Start of PROVIDED INFORMATION
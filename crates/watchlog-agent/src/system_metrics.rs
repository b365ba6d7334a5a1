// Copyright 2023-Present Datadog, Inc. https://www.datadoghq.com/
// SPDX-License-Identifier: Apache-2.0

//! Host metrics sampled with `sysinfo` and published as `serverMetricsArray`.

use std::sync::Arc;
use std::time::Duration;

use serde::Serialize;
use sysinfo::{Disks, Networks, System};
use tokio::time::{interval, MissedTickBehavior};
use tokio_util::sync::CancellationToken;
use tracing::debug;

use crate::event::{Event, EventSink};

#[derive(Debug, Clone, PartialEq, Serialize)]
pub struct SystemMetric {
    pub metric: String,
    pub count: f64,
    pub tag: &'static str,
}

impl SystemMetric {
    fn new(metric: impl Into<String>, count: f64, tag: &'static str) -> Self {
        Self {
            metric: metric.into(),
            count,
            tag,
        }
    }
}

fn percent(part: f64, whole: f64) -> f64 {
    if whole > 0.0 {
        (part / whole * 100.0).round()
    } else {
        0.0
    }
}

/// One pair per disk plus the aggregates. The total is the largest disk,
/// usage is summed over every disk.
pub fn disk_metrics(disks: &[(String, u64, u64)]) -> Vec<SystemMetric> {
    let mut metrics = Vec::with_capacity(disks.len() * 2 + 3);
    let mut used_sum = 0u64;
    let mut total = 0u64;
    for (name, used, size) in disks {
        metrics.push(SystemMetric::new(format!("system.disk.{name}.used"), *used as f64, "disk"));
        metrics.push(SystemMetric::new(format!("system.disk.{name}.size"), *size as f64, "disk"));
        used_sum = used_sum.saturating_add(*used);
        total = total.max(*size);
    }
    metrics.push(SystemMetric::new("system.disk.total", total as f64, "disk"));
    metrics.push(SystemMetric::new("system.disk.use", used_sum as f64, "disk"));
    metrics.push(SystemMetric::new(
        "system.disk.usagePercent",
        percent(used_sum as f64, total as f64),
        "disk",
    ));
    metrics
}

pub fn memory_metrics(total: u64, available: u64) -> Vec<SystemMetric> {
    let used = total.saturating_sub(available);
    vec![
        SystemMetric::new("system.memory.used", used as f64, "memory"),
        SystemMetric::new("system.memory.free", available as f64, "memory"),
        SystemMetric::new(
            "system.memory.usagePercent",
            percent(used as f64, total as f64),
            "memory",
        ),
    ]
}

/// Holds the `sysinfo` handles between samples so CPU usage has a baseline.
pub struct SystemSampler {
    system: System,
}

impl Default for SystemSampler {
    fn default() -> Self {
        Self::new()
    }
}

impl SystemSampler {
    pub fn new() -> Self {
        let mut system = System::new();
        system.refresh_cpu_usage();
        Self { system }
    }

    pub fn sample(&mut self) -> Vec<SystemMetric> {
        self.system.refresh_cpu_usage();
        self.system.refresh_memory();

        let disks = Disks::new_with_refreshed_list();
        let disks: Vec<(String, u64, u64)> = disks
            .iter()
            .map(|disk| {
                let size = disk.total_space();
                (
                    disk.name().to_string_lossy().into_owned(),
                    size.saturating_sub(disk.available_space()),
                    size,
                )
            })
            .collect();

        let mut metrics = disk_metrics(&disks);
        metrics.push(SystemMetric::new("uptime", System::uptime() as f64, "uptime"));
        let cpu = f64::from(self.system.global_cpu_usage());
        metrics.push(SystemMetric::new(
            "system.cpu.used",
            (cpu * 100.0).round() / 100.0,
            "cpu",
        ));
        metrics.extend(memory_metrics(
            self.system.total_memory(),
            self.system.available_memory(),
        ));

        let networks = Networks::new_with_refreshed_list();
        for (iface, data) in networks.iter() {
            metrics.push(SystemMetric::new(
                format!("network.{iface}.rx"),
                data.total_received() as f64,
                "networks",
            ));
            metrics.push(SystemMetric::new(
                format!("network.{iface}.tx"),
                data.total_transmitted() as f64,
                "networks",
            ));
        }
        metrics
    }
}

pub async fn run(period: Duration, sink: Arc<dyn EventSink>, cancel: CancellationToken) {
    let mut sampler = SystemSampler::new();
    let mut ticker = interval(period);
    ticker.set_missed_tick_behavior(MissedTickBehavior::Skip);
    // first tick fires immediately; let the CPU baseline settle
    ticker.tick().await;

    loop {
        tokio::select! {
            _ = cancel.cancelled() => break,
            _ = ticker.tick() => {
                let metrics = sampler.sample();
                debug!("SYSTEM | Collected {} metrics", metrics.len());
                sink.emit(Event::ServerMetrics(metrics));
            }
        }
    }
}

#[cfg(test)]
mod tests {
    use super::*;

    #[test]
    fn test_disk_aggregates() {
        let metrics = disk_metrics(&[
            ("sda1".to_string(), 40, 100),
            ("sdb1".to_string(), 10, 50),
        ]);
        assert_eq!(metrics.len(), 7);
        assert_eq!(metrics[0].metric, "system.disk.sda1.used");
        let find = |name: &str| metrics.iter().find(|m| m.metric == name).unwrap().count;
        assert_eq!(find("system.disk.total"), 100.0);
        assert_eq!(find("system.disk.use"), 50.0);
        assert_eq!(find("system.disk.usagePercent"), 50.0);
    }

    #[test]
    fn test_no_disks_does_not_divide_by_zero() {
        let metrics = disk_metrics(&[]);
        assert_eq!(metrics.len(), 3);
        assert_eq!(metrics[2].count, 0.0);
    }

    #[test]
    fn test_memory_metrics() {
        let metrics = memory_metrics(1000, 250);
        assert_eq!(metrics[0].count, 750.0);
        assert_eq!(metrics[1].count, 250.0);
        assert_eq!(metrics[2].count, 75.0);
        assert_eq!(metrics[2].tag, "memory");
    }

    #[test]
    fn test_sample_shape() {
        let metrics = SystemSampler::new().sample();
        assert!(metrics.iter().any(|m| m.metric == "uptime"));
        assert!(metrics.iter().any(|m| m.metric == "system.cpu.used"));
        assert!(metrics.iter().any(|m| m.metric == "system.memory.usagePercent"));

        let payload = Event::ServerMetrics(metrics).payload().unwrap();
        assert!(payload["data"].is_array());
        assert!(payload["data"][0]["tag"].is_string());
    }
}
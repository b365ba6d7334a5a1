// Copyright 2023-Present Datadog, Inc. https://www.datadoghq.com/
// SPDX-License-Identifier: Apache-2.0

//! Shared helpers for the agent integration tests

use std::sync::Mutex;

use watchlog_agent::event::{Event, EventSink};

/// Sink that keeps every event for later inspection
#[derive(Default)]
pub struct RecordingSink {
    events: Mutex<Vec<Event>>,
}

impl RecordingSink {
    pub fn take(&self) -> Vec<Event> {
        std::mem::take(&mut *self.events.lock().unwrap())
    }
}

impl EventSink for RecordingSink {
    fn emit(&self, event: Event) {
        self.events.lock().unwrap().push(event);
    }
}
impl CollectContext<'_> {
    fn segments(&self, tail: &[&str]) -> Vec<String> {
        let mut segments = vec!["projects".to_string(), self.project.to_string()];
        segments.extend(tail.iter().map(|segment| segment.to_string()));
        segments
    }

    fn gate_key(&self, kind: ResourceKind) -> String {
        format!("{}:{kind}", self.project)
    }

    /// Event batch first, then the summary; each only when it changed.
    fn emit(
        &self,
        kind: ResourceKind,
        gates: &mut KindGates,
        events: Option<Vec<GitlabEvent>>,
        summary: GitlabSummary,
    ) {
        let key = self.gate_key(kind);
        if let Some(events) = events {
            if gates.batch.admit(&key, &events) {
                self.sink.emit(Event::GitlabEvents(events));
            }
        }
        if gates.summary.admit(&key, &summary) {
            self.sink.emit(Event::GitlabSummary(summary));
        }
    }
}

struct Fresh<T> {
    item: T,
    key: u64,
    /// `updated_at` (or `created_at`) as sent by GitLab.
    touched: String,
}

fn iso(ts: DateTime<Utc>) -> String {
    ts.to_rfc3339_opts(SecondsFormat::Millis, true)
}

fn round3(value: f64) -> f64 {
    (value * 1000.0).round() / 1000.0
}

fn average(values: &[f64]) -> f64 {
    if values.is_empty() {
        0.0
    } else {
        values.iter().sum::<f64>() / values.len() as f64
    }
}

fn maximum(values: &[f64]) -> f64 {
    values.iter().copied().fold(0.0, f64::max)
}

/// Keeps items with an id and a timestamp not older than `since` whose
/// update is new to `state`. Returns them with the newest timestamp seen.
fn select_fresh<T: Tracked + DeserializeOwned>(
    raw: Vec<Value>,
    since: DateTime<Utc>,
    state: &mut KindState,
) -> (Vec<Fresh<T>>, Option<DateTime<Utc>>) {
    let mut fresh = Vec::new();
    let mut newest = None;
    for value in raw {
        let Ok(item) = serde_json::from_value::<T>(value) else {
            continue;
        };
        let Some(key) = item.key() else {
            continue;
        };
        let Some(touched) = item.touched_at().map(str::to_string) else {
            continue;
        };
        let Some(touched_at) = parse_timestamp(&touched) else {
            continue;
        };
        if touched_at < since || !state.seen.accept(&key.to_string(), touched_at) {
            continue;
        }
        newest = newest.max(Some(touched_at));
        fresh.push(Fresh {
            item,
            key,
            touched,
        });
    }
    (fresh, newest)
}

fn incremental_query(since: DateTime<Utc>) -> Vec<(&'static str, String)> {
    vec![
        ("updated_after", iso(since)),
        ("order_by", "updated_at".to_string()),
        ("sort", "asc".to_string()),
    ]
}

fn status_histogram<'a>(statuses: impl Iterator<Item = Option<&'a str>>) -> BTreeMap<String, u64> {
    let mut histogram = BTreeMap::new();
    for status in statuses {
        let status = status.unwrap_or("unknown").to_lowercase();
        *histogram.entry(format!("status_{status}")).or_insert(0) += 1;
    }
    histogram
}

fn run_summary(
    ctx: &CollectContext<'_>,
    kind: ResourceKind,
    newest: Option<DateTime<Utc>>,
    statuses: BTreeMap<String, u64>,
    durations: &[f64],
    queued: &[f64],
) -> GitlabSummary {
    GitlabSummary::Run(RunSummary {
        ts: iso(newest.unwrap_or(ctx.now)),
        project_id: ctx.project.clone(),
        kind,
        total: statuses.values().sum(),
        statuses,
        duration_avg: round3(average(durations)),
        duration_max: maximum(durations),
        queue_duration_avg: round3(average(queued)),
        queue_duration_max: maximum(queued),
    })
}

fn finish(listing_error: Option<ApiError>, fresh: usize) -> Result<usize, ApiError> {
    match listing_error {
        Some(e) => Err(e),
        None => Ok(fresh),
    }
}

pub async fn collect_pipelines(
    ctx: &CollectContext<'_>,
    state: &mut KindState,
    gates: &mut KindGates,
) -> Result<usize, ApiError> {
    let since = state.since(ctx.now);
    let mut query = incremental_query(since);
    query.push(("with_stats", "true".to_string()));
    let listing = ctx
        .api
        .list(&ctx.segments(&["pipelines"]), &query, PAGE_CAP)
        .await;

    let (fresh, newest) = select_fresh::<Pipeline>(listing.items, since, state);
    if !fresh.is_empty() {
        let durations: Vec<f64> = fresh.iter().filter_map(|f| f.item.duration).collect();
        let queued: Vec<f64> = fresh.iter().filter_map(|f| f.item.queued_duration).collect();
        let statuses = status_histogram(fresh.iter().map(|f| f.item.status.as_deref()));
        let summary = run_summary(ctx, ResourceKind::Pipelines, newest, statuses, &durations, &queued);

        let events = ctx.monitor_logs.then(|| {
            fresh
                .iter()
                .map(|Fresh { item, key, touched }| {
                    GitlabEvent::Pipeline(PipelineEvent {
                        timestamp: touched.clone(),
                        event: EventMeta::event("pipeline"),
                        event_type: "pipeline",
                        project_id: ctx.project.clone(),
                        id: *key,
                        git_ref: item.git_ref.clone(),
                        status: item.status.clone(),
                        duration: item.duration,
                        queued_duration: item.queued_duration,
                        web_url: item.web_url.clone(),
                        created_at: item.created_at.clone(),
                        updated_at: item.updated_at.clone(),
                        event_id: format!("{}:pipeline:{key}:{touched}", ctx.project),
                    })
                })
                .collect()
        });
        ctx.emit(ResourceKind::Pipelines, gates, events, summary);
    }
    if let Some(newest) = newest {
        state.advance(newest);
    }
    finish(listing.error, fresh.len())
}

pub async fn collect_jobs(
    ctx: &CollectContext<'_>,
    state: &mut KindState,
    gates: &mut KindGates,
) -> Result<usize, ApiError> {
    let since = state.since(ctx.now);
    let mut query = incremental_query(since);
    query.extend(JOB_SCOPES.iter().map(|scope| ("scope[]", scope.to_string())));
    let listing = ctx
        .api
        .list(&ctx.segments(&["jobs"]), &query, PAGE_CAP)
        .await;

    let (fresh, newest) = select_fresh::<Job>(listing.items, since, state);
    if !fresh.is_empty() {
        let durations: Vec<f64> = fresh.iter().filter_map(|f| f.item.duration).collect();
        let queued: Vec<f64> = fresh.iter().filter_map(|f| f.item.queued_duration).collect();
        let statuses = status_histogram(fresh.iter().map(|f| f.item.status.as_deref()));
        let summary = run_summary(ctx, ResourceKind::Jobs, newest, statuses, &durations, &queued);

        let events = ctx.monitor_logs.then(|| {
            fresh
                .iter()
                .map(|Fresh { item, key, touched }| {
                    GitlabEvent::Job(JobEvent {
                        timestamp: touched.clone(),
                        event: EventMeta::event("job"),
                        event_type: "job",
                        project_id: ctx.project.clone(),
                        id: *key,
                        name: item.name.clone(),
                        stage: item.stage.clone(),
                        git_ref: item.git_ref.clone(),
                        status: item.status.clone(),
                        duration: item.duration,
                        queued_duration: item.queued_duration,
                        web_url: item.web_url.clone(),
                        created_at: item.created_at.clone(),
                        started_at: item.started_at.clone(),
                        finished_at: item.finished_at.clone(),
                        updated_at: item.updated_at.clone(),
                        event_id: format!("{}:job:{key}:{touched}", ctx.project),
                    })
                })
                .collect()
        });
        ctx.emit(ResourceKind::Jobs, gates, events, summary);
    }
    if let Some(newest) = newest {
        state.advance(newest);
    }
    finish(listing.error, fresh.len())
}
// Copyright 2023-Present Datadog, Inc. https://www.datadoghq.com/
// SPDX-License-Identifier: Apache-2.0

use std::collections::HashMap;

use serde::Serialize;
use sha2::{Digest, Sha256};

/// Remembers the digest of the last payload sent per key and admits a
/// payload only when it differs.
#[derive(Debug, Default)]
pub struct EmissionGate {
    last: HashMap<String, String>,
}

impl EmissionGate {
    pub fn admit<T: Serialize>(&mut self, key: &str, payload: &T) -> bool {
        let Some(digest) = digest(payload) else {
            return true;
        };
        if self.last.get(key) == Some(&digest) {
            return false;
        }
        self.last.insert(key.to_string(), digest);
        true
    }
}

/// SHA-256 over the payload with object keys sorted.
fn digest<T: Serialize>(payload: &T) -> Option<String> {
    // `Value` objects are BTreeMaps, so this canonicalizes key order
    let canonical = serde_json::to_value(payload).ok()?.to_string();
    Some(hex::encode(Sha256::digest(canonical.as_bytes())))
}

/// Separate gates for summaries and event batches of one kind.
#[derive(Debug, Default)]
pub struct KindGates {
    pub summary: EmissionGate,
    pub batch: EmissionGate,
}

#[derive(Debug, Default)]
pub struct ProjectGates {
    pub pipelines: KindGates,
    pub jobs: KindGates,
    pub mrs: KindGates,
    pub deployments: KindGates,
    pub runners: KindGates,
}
End of PROVIDED INFORMATION
State how many lines of the records above contain "iface", with no words besides the number.

3